POLITIQUESerge Raffy: «Le retour de Sarkozy est miraculeux» pour Hollande

Serge Raffy: «Le retour de Sarkozy est miraculeux» pour Hollande

POLITIQUEDans «Moi, l'Homme qui rit», le journaliste s'est plongé dans la tête de François Hollande...
Thibaut Le Gal

Propos recueillis par Thibaut Le Gal

Que se passe-t-il dans la tête de François Hollande? Au plus bas dans les sondages, encerclé par les difficultés, le président de la République paraît toujours aussi stoïque, imperturbable. Le journaliste et biographe de François Hollande, Serge Raffy, a tenté de percer le mystère Hollande. Dans «Moi, l’Homme qui rit», publié ce mercredi aux éditions Flammarion, il se glisse dans la peau du chef de l’Etat, se promenant dans «les neurones» de celui «qui avance toujours de profil, tel un crabe». 20 Minutes l’a interrogé.

François Hollande est-il insensible?

C'est un volcan éteint. En surface, il donne l’impression d’être inactif. Mais à l'intérieur, il est en éruption permanente. Il est «l'Homme qui rit», ce personnage de Victor Hugo dont la balafre dissimule les sentiments. Ça explique pourquoi beaucoup de ses collaborateurs ont du mal à le saisir. Ce n’est ni une fuite ni une indifférence, mais une énorme pudeur. Il ne laisse rien transparaître. Ça explique son malentendu avec les Français. Paradoxalement, son quinquennat restera comme le sommet de l’explosion des sentiments alors que lui déteste le dévoilement.

Vous le peignez comme un homme «diablement seul»…

La fonction présidentielle isole. Les événements vécus l’ont isolé. Personne ne peut l’aider dans ces moments-là. Un exemple: ses conseillers lui donnent des éléments de langage, des phrases chocs qui pourraient être reprises par les médias. A chaque fois il refuse, pour un discours plus lisse, plus techno. «Je ne veux pas me déguiser», dit-il.

En l’élisant, la France serait «entrée dans le XXIe siècle». Pourquoi ?

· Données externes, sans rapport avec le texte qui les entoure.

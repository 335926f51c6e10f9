//! Single-flight refresh and replay.

use super::{bearer, expired, tokens, Harness};
use crate::{AuthState, ClientError};
use serde_json::{json, Value};
use std::time::Duration;
use tokio::task::JoinSet;
use wiremock::matchers::{body_json, header, method, path};
use wiremock::{Mock, ResponseTemplate};

#[tokio::test(flavor = "multi_thread", worker_threads = 4)]
async fn concurrent_expired_requests_share_one_refresh() {
    let h = Harness::start().await;
    h.seed("a-1", "r-1");

    Mock::given(method("GET"))
        .and(path("/api/transactions/"))
        .and(header("authorization", bearer("a-1").as_str()))
        .respond_with(expired())
        .expect(5)
        .mount(&h.server)
        .await;
    Mock::given(method("GET"))
        .and(path("/api/transactions/"))
        .and(header("authorization", bearer("a-2").as_str()))
        .respond_with(ResponseTemplate::new(200).set_body_json(json!([{ "id": 1 }])))
        .expect(5)
        .mount(&h.server)
        .await;
    Mock::given(method("POST"))
        .and(path("/api/auth/refresh"))
        .and(body_json(json!({ "refresh_token": "r-1" })))
        .respond_with(tokens("a-2", "r-2").set_delay(Duration::from_millis(200)))
        .expect(1)
        .mount(&h.server)
        .await;

    let mut tasks = JoinSet::new();
    for _ in 0..5 {
        let client = h.client.clone();
        tasks.spawn(async move { client.get::<Vec<Value>>("transactions/").await });
    }

    while let Some(joined) = tasks.join_next().await {
        let items = joined.unwrap().unwrap();
        assert_eq!(items.len(), 1);
    }

    let session = h.client.session();
    assert_eq!(session.access_token().as_deref(), Some("a-2"));
    assert_eq!(session.refresh_token().as_deref(), Some("r-2"));
    assert!(!h.client.refresh_coordinator().is_refreshing());
    assert_eq!(h.client.refresh_coordinator().queued(), 0);
    assert!(h.notifier.is_empty());
    assert!(!h.redirect.was_called());
}

#[tokio::test]
async fn replayed_request_is_not_retried_twice() {
    let h = Harness::start().await;
    h.seed("a-1", "r-1");

    Mock::given(method("GET"))
        .and(path("/api/analytics/summary"))
        .and(header("authorization", bearer("a-1").as_str()))
        .respond_with(expired())
        .expect(1)
        .mount(&h.server)
        .await;
    Mock::given(method("GET"))
        .and(path("/api/analytics/summary"))
        .and(header("authorization", bearer("a-2").as_str()))
        .respond_with(expired())
        .expect(1)
        .mount(&h.server)
        .await;
    Mock::given(method("POST"))
        .and(path("/api/auth/refresh"))
        .respond_with(tokens("a-2", "r-2"))
        .expect(1)
        .mount(&h.server)
        .await;

    let err = h
        .client
        .get::<Value>("analytics/summary")
        .await
        .unwrap_err();

    assert!(matches!(err, ClientError::AuthExpired(ref f) if f.message == "Not authenticated"));
    // The second failure is reported like any other, without a redirect
    assert_eq!(h.notifier.len(), 1);
    assert_eq!(h.notifier.notifications()[0].detail, "Not authenticated");
    assert!(!h.redirect.was_called());
    assert_eq!(h.client.session().access_token().as_deref(), Some("a-2"));
}

#[tokio::test(flavor = "multi_thread", worker_threads = 2)]
async fn stale_credential_replays_without_second_refresh() {
    let h = Harness::start().await;
    h.seed("a-1", "r-1");

    // The slow request's 401 lands after the fast one has already refreshed
    Mock::given(method("GET"))
        .and(path("/api/slow"))
        .and(header("authorization", bearer("a-1").as_str()))
        .respond_with(expired().set_delay(Duration::from_millis(300)))
        .expect(1)
        .mount(&h.server)
        .await;
    Mock::given(method("GET"))
        .and(path("/api/fast"))
        .and(header("authorization", bearer("a-1").as_str()))
        .respond_with(expired())
        .expect(1)
        .mount(&h.server)
        .await;
    for endpoint in ["/api/slow", "/api/fast"] {
        Mock::given(method("GET"))
            .and(path(endpoint))
            .and(header("authorization", bearer("a-2").as_str()))
            .respond_with(ResponseTemplate::new(200).set_body_json(json!({ "ok": true })))
            .expect(1)
            .mount(&h.server)
            .await;
    }
    Mock::given(method("POST"))
        .and(path("/api/auth/refresh"))
        .respond_with(tokens("a-2", "r-2"))
        .expect(1)
        .mount(&h.server)
        .await;

    let slow = {
        let client = h.client.clone();
        tokio::spawn(async move { client.get::<Value>("slow").await })
    };
    tokio::time::sleep(Duration::from_millis(50)).await;
    let fast: Value = h.client.get("fast").await.unwrap();
    let slow = slow.await.unwrap().unwrap();

    assert_eq!(fast["ok"], true);
    assert_eq!(slow["ok"], true);
    assert!(h.notifier.is_empty());
}

#[tokio::test]
async fn refresh_moves_session_through_refreshing() {
    let h = Harness::start().await;
    h.seed("a-1", "r-1");
    h.client
        .session()
        .transition(&crate::SessionMachineInput::LoginAttempt)
        .unwrap();
    h.client
        .session()
        .transition(&crate::SessionMachineInput::LoginSuccess)
        .unwrap();

    Mock::given(method("GET"))
        .and(path("/api/storage-accounts/"))
        .and(header("authorization", bearer("a-1").as_str()))
        .respond_with(expired())
        .mount(&h.server)
        .await;
    Mock::given(method("GET"))
        .and(path("/api/storage-accounts/"))
        .and(header("authorization", bearer("a-2").as_str()))
        .respond_with(ResponseTemplate::new(200).set_body_json(json!([])))
        .mount(&h.server)
        .await;
    Mock::given(method("POST"))
        .and(path("/api/auth/refresh"))
        .respond_with(tokens("a-2", "r-2"))
        .expect(1)
        .mount(&h.server)
        .await;

    let states = std::sync::Arc::new(parking_lot::Mutex::new(Vec::new()));
    let seen = states.clone();
    h.client
        .session()
        .set_state_callback(Box::new(move |payload| seen.lock().push(payload.state)));

    let _: Vec<Value> = h.client.get("storage-accounts/").await.unwrap();

    assert_eq!(
        *states.lock(),
        vec![AuthState::Refreshing, AuthState::Authenticated]
    );
}

#[tokio::test(flavor = "multi_thread", worker_threads = 2)]
async fn refresh_completes_after_leader_is_dropped() {
    let h = Harness::start().await;
    h.seed("a-1", "r-1");

    for endpoint in ["/api/income-sources/", "/api/currencies/"] {
        Mock::given(method("GET"))
            .and(path(endpoint))
            .and(header("authorization", bearer("a-1").as_str()))
            .respond_with(expired())
            .mount(&h.server)
            .await;
        Mock::given(method("GET"))
            .and(path(endpoint))
            .and(header("authorization", bearer("a-2").as_str()))
            .respond_with(ResponseTemplate::new(200).set_body_json(json!([])))
            .mount(&h.server)
            .await;
    }
    Mock::given(method("POST"))
        .and(path("/api/auth/refresh"))
        .and(body_json(json!({ "refresh_token": "r-1" })))
        .respond_with(tokens("a-2", "r-2").set_delay(Duration::from_millis(300)))
        .expect(1)
        .mount(&h.server)
        .await;

    let client = h.client.clone();
    let leader = tokio::spawn(async move { client.get::<Vec<Value>>("income-sources/").await });
    tokio::time::sleep(Duration::from_millis(50)).await;
    assert!(h.client.refresh_coordinator().is_refreshing());

    let client = h.client.clone();
    let follower = tokio::spawn(async move { client.get::<Vec<Value>>("currencies/").await });
    tokio::time::sleep(Duration::from_millis(100)).await;
    assert_eq!(h.client.refresh_coordinator().queued(), 1);

    // The refresh request is already on the wire
    leader.abort();
    assert!(leader.await.unwrap_err().is_cancelled());

    let items = follower.await.unwrap().unwrap();
    assert!(items.is_empty());

    let session = h.client.session();
    assert_eq!(session.access_token().as_deref(), Some("a-2"));
    assert_eq!(session.refresh_token().as_deref(), Some("r-2"));
    assert!(!h.client.refresh_coordinator().is_refreshing());
    assert!(!h.redirect.was_called());
    assert!(h.notifier.is_empty());
}
//! Request and response bodies of the auth endpoints.

use serde::{Deserialize, Serialize};
use std::fmt;
use wallet_storage::TokenPair;

/// Tokens issued by `/auth/login`, `/auth/register` and `/auth/refresh`.
#[derive(Clone, Deserialize)]
pub struct TokenResponse {
    pub access_token: String,
    pub refresh_token: String,
    #[serde(default = "default_token_type")]
    pub token_type: String,
}

fn default_token_type() -> String {
    "bearer".to_string()
}

impl TokenResponse {
    pub fn into_pair(self) -> TokenPair {
        TokenPair::new(self.access_token, self.refresh_token)
    }
}

impl fmt::Debug for TokenResponse {
    fn fmt(&self, f: &mut fmt::Formatter<'_>) -> fmt::Result {
        f.debug_struct("TokenResponse")
            .field("token_type", &self.token_type)
            .finish_non_exhaustive()
    }
}

/// The authenticated user as returned by `/auth/me`.
#[derive(Debug, Clone, PartialEq, Eq, Serialize, Deserialize)]
pub struct Identity {
    pub id: i64,
    pub email: String,
}

/// Email and password for login and registration.
#[derive(Clone, Serialize)]
pub struct Credentials {
    pub email: String,
    pub password: String,
}

impl Credentials {
    pub fn new(email: impl Into<String>, password: impl Into<String>) -> Self {
        Self {
            email: email.into(),
            password: password.into(),
        }
    }
}

impl fmt::Debug for Credentials {
    fn fmt(&self, f: &mut fmt::Formatter<'_>) -> fmt::Result {
        f.debug_struct("Credentials")
            .field("email", &self.email)
            .field("password", &"[redacted]")
            .finish()
    }
}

Dans son inconscient collectif, la France n’est jamais sortie de la monarchie, ou du bonapartisme. Elle rêve d’un leader charismatique, fanfaron. Chirac ou Mitterrand l'avaient compris et acceptaient le principe du césarisme. Avec Hollande, les Français ont élu pour la première fois une «Mère de la nation», prônant un modèle scandinave, de compromis. La France est pour Hollande une poupée de porcelaine qu'il faut manier avec délicatesse. En cela Valls l’aide terriblement. Lui a ce coup de menton, ce côté un peu rude.

Peut-il aller au bout du mandat, le croit-il vraiment?

François Hollande est un roseau d’airain. C’est quelqu’un de plus fort, de plus déterminé que les gens ne croient. Sa puissance, c’est de faire croire l'inverse. C'est un roc, avec le vernis d’un notaire de province. Ceux qui le mésestiment doivent se méfier, il est beaucoup plus dur que ce qu’il laisse supposer.

Sarkozy lui a-t-il vraiment manqué?

Le retour de Sarkozy est miraculeux pour lui. Il n’existe que par opposition à Sarkozy et il le sait. C’est un homme très lucide. Sarkozy est son antithèse. Il a fait sa campagne là-dessus. Pas forcément sur le fond mais sur leur différence de personnalité. Sarkozy, c’est les tripes à l’air. Hollande, c’est les tripes cachées.

Sur quoi peut-il rebondir?

Hollande va jouer très gros sur la réforme des régions. Historiquement, De Gaulle est parti après sa défaite sur le référendum en 1969, sur son projet de décentralisation qui ressemble étrangement à celui du président. Le projet sera très compliqué à mettre en œuvre, l’opposition va batailler dur. Ce sera un moment politique très fort. Mais pour s'en sortir, il faut impérativement que le privé ne fasse plus irruption dans son actualité politique, c’est ça qui l’a tué.

L'international, voilà un domaine qu'Hollande apprécie...

C’est un homme d’Etat. Il l’a prouvé en Centrafrique, au Mali, en Irak. Les Français le soutiennent en plus sur ces sujets. Il donne là l’impression d’avoir de l’autorité. Hollande est comme le reblochon, dur dehors, à l'étranger, et mou dedans, toujours dans le compromis à l’intérieur du pays.